I think I read somewhere that the modulus operator is slow. Maybe a simple if(millis() - prevMillis >= interval) would be faster.
For the highest speed use port manipulation - but then you lose portability between Arduino boards.
@Jon_White, your consideration of performance is well placed when working with microcontrollers. However, your first concern when writing code should always be "Is it correct?"
How does your code behave close to the point when millis wraps? Is that behaviour correct?
How expensive is it to call digitalWrite() each time I calculate the state
Moderate expensive. Possibly more so on other arduino-compatible platforms (Galileo I comes to mind, with it's IO ports on the other end of an I2C io expander.) Worth caching.
Huzzah! Thank you for that. Something I can't help but notice is that, at least with the fast example, it's probably going to compile down to something like:
; I have not learned atmega328p assembly code yet so don't yell at me.
IN a, 123
OR a, 16
OUT 123, a
If an interrupt were to fire between the IN and OUT instructions, and the interrupt handler tried to modify the same register (which presumably represents multiple output pins), its changes would be lost as soon as the OUT instruction ran.
That means the real implementation in digitalWrite() has to be disabling interrupts while the state of the register is still in flight, and considering my device's main job is to do fast, interrupt-driven serial input, I think that's probably as good an argument as any for not calling digitalWrite() thousands of times per second.

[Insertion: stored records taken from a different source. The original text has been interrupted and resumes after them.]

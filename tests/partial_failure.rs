// tests/partial_failure.rs
//
// Failure isolation across independent per-sample subtrees, failure
// propagation into the analysis stage, and the aggregators' run-anyway
// behaviour.

use std::error::Error;
use std::sync::Arc;

use tokio::sync::mpsc;
use tokio::time::{Duration, timeout};

use rnapipe::dag::Scheduler;
use rnapipe::engine::{CoreRuntime, Runtime, RuntimeEvent, TaskOutcome};
use rnapipe::fs::MockFileSystem;
use rnapipe::pipeline::build_pipeline;
use rnapipe_test_utils::builders::ConfigFileBuilder;
use rnapipe_test_utils::fake_executor::FakeExecutor;
use rnapipe_test_utils::init_tracing;

type TestResult = Result<(), Box<dyn Error>>;

#[tokio::test]
async fn one_failed_sample_does_not_stop_the_others() -> TestResult {
    init_tracing();

    let cfg = ConfigFileBuilder::new()
        .with_sample("samp1", "reads/samp1.fq")
        .with_sample("samp2", "reads/samp2.fq")
        .with_sample("samp3", "reads/samp3.fq")
        .with_features(&["gene"])
        .build();
    let build = build_pipeline(&cfg)?;

    let fs = Arc::new(MockFileSystem::new());
    let scheduler = Scheduler::new(build.set, build.roots, fs)?;

    let (rt_tx, rt_rx) = mpsc::channel::<RuntimeEvent>(16);
    let executor = FakeExecutor::new(rt_tx.clone())
        .fail_task("qc:samp2", TaskOutcome::ExitFailure(1));
    let executed = executor.executed_handle();
    let scheduled = executor.scheduled_handle();

    let runtime = Runtime::new(CoreRuntime::new(scheduler), rt_rx, executor);
    let report = timeout(Duration::from_secs(3), runtime.run()).await??;

    assert!(!report.overall_success());

    // The other samples' QC still ran to success.
    assert!(report.succeeded.contains(&"qc:samp1".to_string()));
    assert!(report.succeeded.contains(&"qc:samp3".to_string()));

    // The direct failure keeps its outcome.
    assert_eq!(
        report.failed,
        vec![("qc:samp2".to_string(), TaskOutcome::ExitFailure(1))]
    );

    // Analysis gated on all samples is skipped, not run and not counted as
    // a direct failure.
    assert_eq!(report.failed_upstream, vec!["dge:prok:gene".to_string()]);
    let order = executed.lock().unwrap().clone();
    assert!(!order.contains(&"dge:prok:gene".to_string()));

    // Both aggregators still ran: the QC summary over the surviving
    // samples, the DGE summary over nothing.
    assert!(report.succeeded.contains(&"qc_summary".to_string()));
    assert!(report.succeeded.contains(&"dge_summary".to_string()));

    let scheduled = scheduled.lock().unwrap();
    let mut qc_deps = scheduled
        .get("qc_summary")
        .expect("qc_summary was dispatched")
        .succeeded_deps
        .clone();
    qc_deps.sort();
    assert_eq!(qc_deps, vec!["qc:samp1".to_string(), "qc:samp3".to_string()]);

    let dge_deps = &scheduled
        .get("dge_summary")
        .expect("dge_summary was dispatched")
        .succeeded_deps;
    assert!(dge_deps.is_empty(), "no DGE task succeeded: {dge_deps:?}");

    Ok(())
}

/// A failure in one (kingdom, feature) analysis leaves the sibling
/// analyses and the QC stage untouched.
#[tokio::test]
async fn failed_dge_task_does_not_affect_siblings() -> TestResult {
    init_tracing();

    let cfg = ConfigFileBuilder::new()
        .with_sample("samp1", "reads/samp1.fq")
        .with_features(&["gene", "CDS"])
        .build();
    let build = build_pipeline(&cfg)?;

    let fs = Arc::new(MockFileSystem::new());
    let scheduler = Scheduler::new(build.set, build.roots, fs)?;

    let (rt_tx, rt_rx) = mpsc::channel::<RuntimeEvent>(16);
    let executor = FakeExecutor::new(rt_tx.clone()).fail_task(
        "dge:prok:gene",
        TaskOutcome::MissingInput("design.txt".into()),
    );

    let runtime = Runtime::new(CoreRuntime::new(scheduler), rt_rx, executor);
    let report = timeout(Duration::from_secs(3), runtime.run()).await??;

    assert!(report.succeeded.contains(&"dge:prok:CDS".to_string()));
    assert!(report.succeeded.contains(&"dge_summary".to_string()));
    assert_eq!(
        report.failed,
        vec![(
            "dge:prok:gene".to_string(),
            TaskOutcome::MissingInput("design.txt".into())
        )]
    );
    assert!(report.failed_upstream.is_empty());

    Ok(())
}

I think the given "blink once each half second" example is so absolutely dominated by the "is it time to do something",
that the differences in the execution time for the port manipulations are hardly measurable by timing the different routines, at least the test has to run for a very long time.
One execution per 500 ms for the different parts and 50000 time checks in all of them. If you change the behaviour to "blink each 512 ms" just test the 0x200 bit of millis(), this should give you a huge speed improvement in overall execution, regardless of how you handle the port bit.

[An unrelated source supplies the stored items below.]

// tests/task_graph.rs
//
// TaskSet construction rejects malformed graphs before anything runs.

use rnapipe::dag::TaskSet;
use rnapipe::errors::PipelineError;
use rnapipe_test_utils::builders::TaskBuilder;

#[test]
fn valid_chain_is_accepted() {
    let set = TaskSet::new(vec![
        TaskBuilder::new("a").build(),
        TaskBuilder::new("b").after("a").build(),
        TaskBuilder::new("c").after("b").build(),
    ])
    .unwrap();

    assert_eq!(set.len(), 3);
    assert_eq!(set.dependencies_of("c").to_vec(), vec!["b".to_string()]);
    assert_eq!(set.dependents_of("a").to_vec(), vec!["b".to_string()]);
}

#[test]
fn duplicate_task_id_is_rejected() {
    let err = TaskSet::new(vec![
        TaskBuilder::new("a").build(),
        TaskBuilder::new("a").build(),
    ])
    .unwrap_err();
    assert!(matches!(err, PipelineError::DuplicateTask(ref id) if id == "a"));
}

#[test]
fn unknown_dependency_is_rejected() {
    let err = TaskSet::new(vec![TaskBuilder::new("a").after("ghost").build()]).unwrap_err();
    match err {
        PipelineError::UnknownDependency { task, dep } => {
            assert_eq!(task, "a");
            assert_eq!(dep, "ghost");
        }
        other => panic!("unexpected error: {other:?}"),
    }
}

#[test]
fn self_dependency_is_rejected() {
    let err = TaskSet::new(vec![TaskBuilder::new("a").after("a").build()]).unwrap_err();
    assert!(matches!(err, PipelineError::CyclicDependency(_)));
}

#[test]
fn dependency_cycle_is_rejected() {
    let err = TaskSet::new(vec![
        TaskBuilder::new("a").after("c").build(),
        TaskBuilder::new("b").after("a").build(),
        TaskBuilder::new("c").after("b").build(),
    ])
    .unwrap_err();
    assert!(matches!(err, PipelineError::CyclicDependency(_)));
}

#[test]
fn task_without_outputs_is_rejected() {
    let mut task = TaskBuilder::new("a").build();
    task.outputs.clear();

    let err = TaskSet::new(vec![task]).unwrap_err();
    assert!(matches!(err, PipelineError::EmptyOutputs { ref task } if task == "a"));
}

#[test]
fn dependents_are_sorted_for_determinism() {
    let set = TaskSet::new(vec![
        TaskBuilder::new("base").build(),
        TaskBuilder::new("z").after("base").build(),
        TaskBuilder::new("a").after("base").build(),
        TaskBuilder::new("m").after("base").build(),
    ])
    .unwrap();

    assert_eq!(
        set.dependents_of("base").to_vec(),
        vec!["a".to_string(), "m".to_string(), "z".to_string()]
    );
}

The logic analyzer approach is much better for measuring the port manipulations. IMHO
The "how can a port bit flipped in the most efficient way" question was discussed here in depth many times.
Jon_White:
That means the real implementation in digitalWrite() has to be disabling interrupts while the state of the register is still in flight, and considering my device's main job is to do fast, interrupt-driven serial input, I think that's probably as good an argument as any for not calling digitalWrite() thousands of times per second.
You can always look at the code which is part of the download:
void digitalWrite(uint8_t pin, uint8_t val)
{
uint8_t timer = digitalPinToTimer(pin);
uint8_t bit = digitalPinToBitMask(pin);
uint8_t port = digitalPinToPort(pin);
volatile uint8_t *out;
if (port == NOT_A_PIN) return;
// If the pin that support PWM output, we need to turn it off
// before doing a digital write.
if (timer != NOT_ON_TIMER) turnOffPWM(timer);
out = portOutputRegister(port);
uint8_t oldSREG = SREG;
cli();
if (val == LOW) {
*out &= ~bit;
} else {
*out |= bit;
}
SREG = oldSREG;
}
Yes, it disables interrupts briefly. Is that a problem? When a timer interrupt fires that also disables other interrupts briefly.